Now, for the most common student question:
Unfortunately, I have no special insight here (i.e., it has never happened that a student has said to me "I plan to drop in X days but won't drop today", so I do not have any secret information about the plans of other students to drop or not). The best we can do is use the past to predict the future (see raw data above).
Students often experience strained relationships, increased anxiety, alcohol or drug problems, feeling down, difficulty concentrating, family issues, or a lack of motivation. Student mental health concerns are quite common but we don't always talk about them. The University of Michigan is committed to advancing the mental health and well-being of its students. If you or someone you know is feeling overwhelmed, depressed, or in need of support, confidential mental health services are available on campus.
Your class work might be used for research purposes.
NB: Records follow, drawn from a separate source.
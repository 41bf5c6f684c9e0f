//! On-disk artifact format.
//!
//! ```text
//! <backup_root>/<artifact_id>/
//!   records.jsonl    header line, one line per record, trailer line
//!   manifest.json    summary; readable without parsing records
//!   media/           mirror of the media tree (media and full kinds)
//! ```
//!
//! The trailer carries the record counts, so a records file cut short in
//! transit never validates. The manifest is not part of the checksum since it
//! contains it.

use std::collections::BTreeMap;
use std::fs;
use std::io::{self, BufRead, BufReader, Write};
use std::path::{Path, PathBuf};

use chrono::{DateTime, Utc};
use recvault_state::{BackupArtifact, BackupKind};
use serde::{Deserialize, Serialize};
use tempfile::NamedTempFile;

use crate::checksum::{self, DirDigestMode};
use crate::codec::{SerializedRecord, CURRENT_SCHEMA_VERSION, MIN_SCHEMA_VERSION};
use crate::error::ValidationError;

pub const RECORDS_FILE: &str = "records.jsonl";
pub const MANIFEST_FILE: &str = "manifest.json";
pub const MEDIA_DIR: &str = "media";
pub const FORMAT_TAG: &str = "recvault-records";

#[derive(Debug, Clone, PartialEq, Serialize, Deserialize)]
pub struct ArtifactHeader {
    pub format: String,
    pub schema_version: u32,
    pub backup_kind: BackupKind,
    #[serde(default)]
    pub quick: bool,
    pub created_at: DateTime<Utc>,
}

impl ArtifactHeader {
    pub fn new(backup_kind: BackupKind, quick: bool) -> Self {
        Self {
            format: FORMAT_TAG.to_string(),
            schema_version: CURRENT_SCHEMA_VERSION,
            backup_kind,
            quick,
            created_at: Utc::now(),
        }
    }
}

#[derive(Debug, Clone, Default, PartialEq, Serialize, Deserialize)]
pub struct ArtifactTrailer {
    pub total_records: u64,
    /// Every captured type, including ones with zero records.
    pub type_counts: BTreeMap<String, u64>,
    #[serde(default)]
    pub skipped_types: Vec<String>,
    #[serde(default)]
    pub failed_types: Vec<String>,
}

impl ArtifactTrailer {
    pub fn partial(&self) -> bool {
        !self.skipped_types.is_empty() || !self.failed_types.is_empty()
    }
}

/// One line of `records.jsonl`.
#[derive(Debug, Clone, PartialEq, Serialize, Deserialize)]
#[serde(tag = "line", rename_all = "snake_case")]
pub enum ArtifactLine {
    Header(ArtifactHeader),
    Record(SerializedRecord),
    Trailer(ArtifactTrailer),
}

/// Write one line (JSON + newline) to `out`.
pub fn write_line<W: Write>(out: &mut W, line: &ArtifactLine) -> io::Result<()> {
    serde_json::to_writer(&mut *out, line)?;
    out.write_all(b"\n")
}

#[derive(Debug, Clone, PartialEq, Serialize, Deserialize)]
pub struct Manifest {
    pub artifact_id: String,
    pub backup_kind: BackupKind,
    pub schema_version: u32,
    pub created_at: DateTime<Utc>,
    pub quick: bool,
    pub partial: bool,
    pub total_records: u64,
    pub total_files: u64,
    pub byte_size: u64,
    pub type_counts: BTreeMap<String, u64>,
    #[serde(default)]
    pub skipped_types: Vec<String>,
    #[serde(default)]
    pub failed_types: Vec<String>,
    pub records_checksum: String,
    #[serde(default)]
    pub media_checksum: Option<String>,
    #[serde(default)]
    pub media_digest_mode: DirDigestMode,
    pub checksum: String,
    #[serde(default)]
    pub description: Option<String>,
}

impl Manifest {
    pub fn write_to(&self, dir: &Path) -> io::Result<()> {
        let mut tmp = NamedTempFile::new_in(dir)?;
        serde_json::to_writer_pretty(&mut tmp, self)?;
        tmp.write_all(b"\n")?;
        tmp.persist(dir.join(MANIFEST_FILE)).map_err(|e| e.error)?;
        Ok(())
    }

    pub fn read_from(dir: &Path) -> io::Result<Self> {
        let raw = fs::read(dir.join(MANIFEST_FILE))?;
        serde_json::from_slice(&raw).map_err(io::Error::from)
    }
}

pub fn records_path(dir: &Path) -> PathBuf {
    dir.join(RECORDS_FILE)
}

pub fn media_path(dir: &Path) -> PathBuf {
    dir.join(MEDIA_DIR)
}

/// What a successful [`scan`] saw.
#[derive(Debug, Clone)]
pub struct ScanSummary {
    pub header: ArtifactHeader,
    pub trailer: ArtifactTrailer,
    pub records_seen: u64,
}

fn is_supported_version(version: u32) -> bool {
    (MIN_SCHEMA_VERSION..=CURRENT_SCHEMA_VERSION).contains(&version)
}

/// Walk a records file, checking its structure and handing each record to
/// `on_record` along with its 1-based line number.
///
/// Fails on a missing or foreign header, malformed lines, a missing trailer,
/// counts that disagree with the trailer, or anything after the trailer.
pub fn scan<R, F>(reader: R, mut on_record: F) -> Result<ScanSummary, ValidationError>
where
    R: BufRead,
    F: FnMut(usize, SerializedRecord) -> Result<(), ValidationError>,
{
    let mut lines = reader.lines().enumerate();

    let header = match lines.next() {
        None => return Err(ValidationError::Empty),
        Some((_, line)) => {
            let line = line?;
            match serde_json::from_str::<ArtifactLine>(&line) {
                Ok(ArtifactLine::Header(h)) => h,
                _ => return Err(ValidationError::MissingHeader),
            }
        }
    };
    if header.format != FORMAT_TAG {
        return Err(ValidationError::UnsupportedFormat(header.format));
    }
    if !is_supported_version(header.schema_version) {
        return Err(ValidationError::UnsupportedSchemaVersion {
            found: header.schema_version,
            min: MIN_SCHEMA_VERSION,
            max: CURRENT_SCHEMA_VERSION,
        });
    }

    let mut observed: BTreeMap<String, u64> = BTreeMap::new();
    let mut records_seen = 0u64;
    let mut trailer = None;

    for (idx, line) in lines {
        let line_no = idx + 1;
        let line = line?;
        if trailer.is_some() {
            if line.trim().is_empty() {
                continue;
            }
            return Err(ValidationError::TrailingData { line: line_no });
        }
        let parsed: ArtifactLine =
            serde_json::from_str(&line).map_err(|e| ValidationError::MalformedLine {
                line: line_no,
                reason: e.to_string(),
            })?;
        match parsed {
            ArtifactLine::Header(_) => {
                return Err(ValidationError::MalformedLine {
                    line: line_no,
                    reason: "duplicate header".to_string(),
                })
            }
            ArtifactLine::Record(record) => {
                if record.type_name.is_empty() {
                    return Err(ValidationError::InvalidRecord {
                        line: line_no,
                        reason: format!("empty type name for key {}", record.key),
                    });
                }
                if record.key.is_empty() {
                    return Err(ValidationError::InvalidRecord {
                        line: line_no,
                        reason: format!("empty key for type {}", record.type_name),
                    });
                }
                if !is_supported_version(record.schema_version) {
                    return Err(ValidationError::InvalidRecord {
                        line: line_no,
                        reason: format!("unsupported schema version {}", record.schema_version),
                    });
                }
                *observed.entry(record.type_name.clone()).or_insert(0) += 1;
                records_seen += 1;
                on_record(line_no, record)?;
            }
            ArtifactLine::Trailer(t) => trailer = Some(t),
        }
    }

    let trailer = trailer.ok_or(ValidationError::MissingTrailer { records_seen })?;
    if trailer.total_records != records_seen {
        return Err(ValidationError::CountMismatch {
            detail: format!(
                "trailer declares {} records, found {records_seen}",
                trailer.total_records
            ),
        });
    }
    for (type_name, seen) in &observed {
        let declared = trailer.type_counts.get(type_name).copied().unwrap_or(0);
        if declared != *seen {
            return Err(ValidationError::CountMismatch {
                detail: format!("type {type_name}: trailer declares {declared}, found {seen}"),
            });
        }
    }
    for (type_name, declared) in &trailer.type_counts {
        if *declared > 0 && !observed.contains_key(type_name) {
            return Err(ValidationError::CountMismatch {
                detail: format!("type {type_name}: trailer declares {declared}, found 0"),
            });
        }
    }

    Ok(ScanSummary {
        header,
        trailer,
        records_seen,
    })
}

/// Scan the records file of an artifact directory.
pub fn scan_dir<F>(dir: &Path, on_record: F) -> Result<ScanSummary, ValidationError>
where
    F: FnMut(usize, SerializedRecord) -> Result<(), ValidationError>,
{
    let file = fs::File::open(records_path(dir))?;
    scan(BufReader::new(file), on_record)
}

/// Result of recomputing an artifact's checksum.
#[derive(Debug, Clone, PartialEq)]
pub struct ChecksumCheck {
    pub expected: String,
    pub actual: String,
    pub passed: bool,
    /// Set when the artifact's files could not be read at all.
    pub error: Option<String>,
}

/// Recompute the checksum of a registered artifact from its files.
///
/// The media tree is folded in when the manifest recorded a media digest, or
/// when no manifest exists but a media directory does.
pub fn recompute_checksum(dir: &Path) -> io::Result<String> {
    let records_digest = checksum::digest_file(&records_path(dir))?;
    let media = media_path(dir);
    let media_digest = match Manifest::read_from(dir) {
        Ok(manifest) => match manifest.media_checksum {
            Some(_) => Some(checksum::digest_dir(&media, manifest.media_digest_mode)?),
            None => None,
        },
        Err(e) if e.kind() == io::ErrorKind::NotFound => {
            if media.is_dir() {
                Some(checksum::digest_dir(&media, DirDigestMode::default())?)
            } else {
                None
            }
        }
        Err(e) => return Err(e),
    };
    Ok(checksum::artifact_checksum(
        &records_digest,
        media_digest.as_deref(),
    ))
}

/// Compare an artifact's recorded checksum with one recomputed from disk.
pub fn check(artifact: &BackupArtifact) -> ChecksumCheck {
    match recompute_checksum(&artifact.location) {
        Ok(actual) => ChecksumCheck {
            passed: actual.eq_ignore_ascii_case(&artifact.checksum),
            expected: artifact.checksum.clone(),
            actual,
            error: None,
        },
        Err(e) => ChecksumCheck {
            expected: artifact.checksum.clone(),
            actual: String::new(),
            passed: false,
            error: Some(e.to_string()),
        },
    }
}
For example, we may use anonymized student assignments to design algorithms or build tools to help programmers. Any student who wishes to opt out can contact the instructor or teaching assistant to do so after final grades have been issued. This has no impact on your grade in any manner.
Students interested in considering undergraduate research should make an appointment to talk about it. I am happy to discuss independent study projects, senior projects, paid research work over the summer, research work for credit, and graduate school.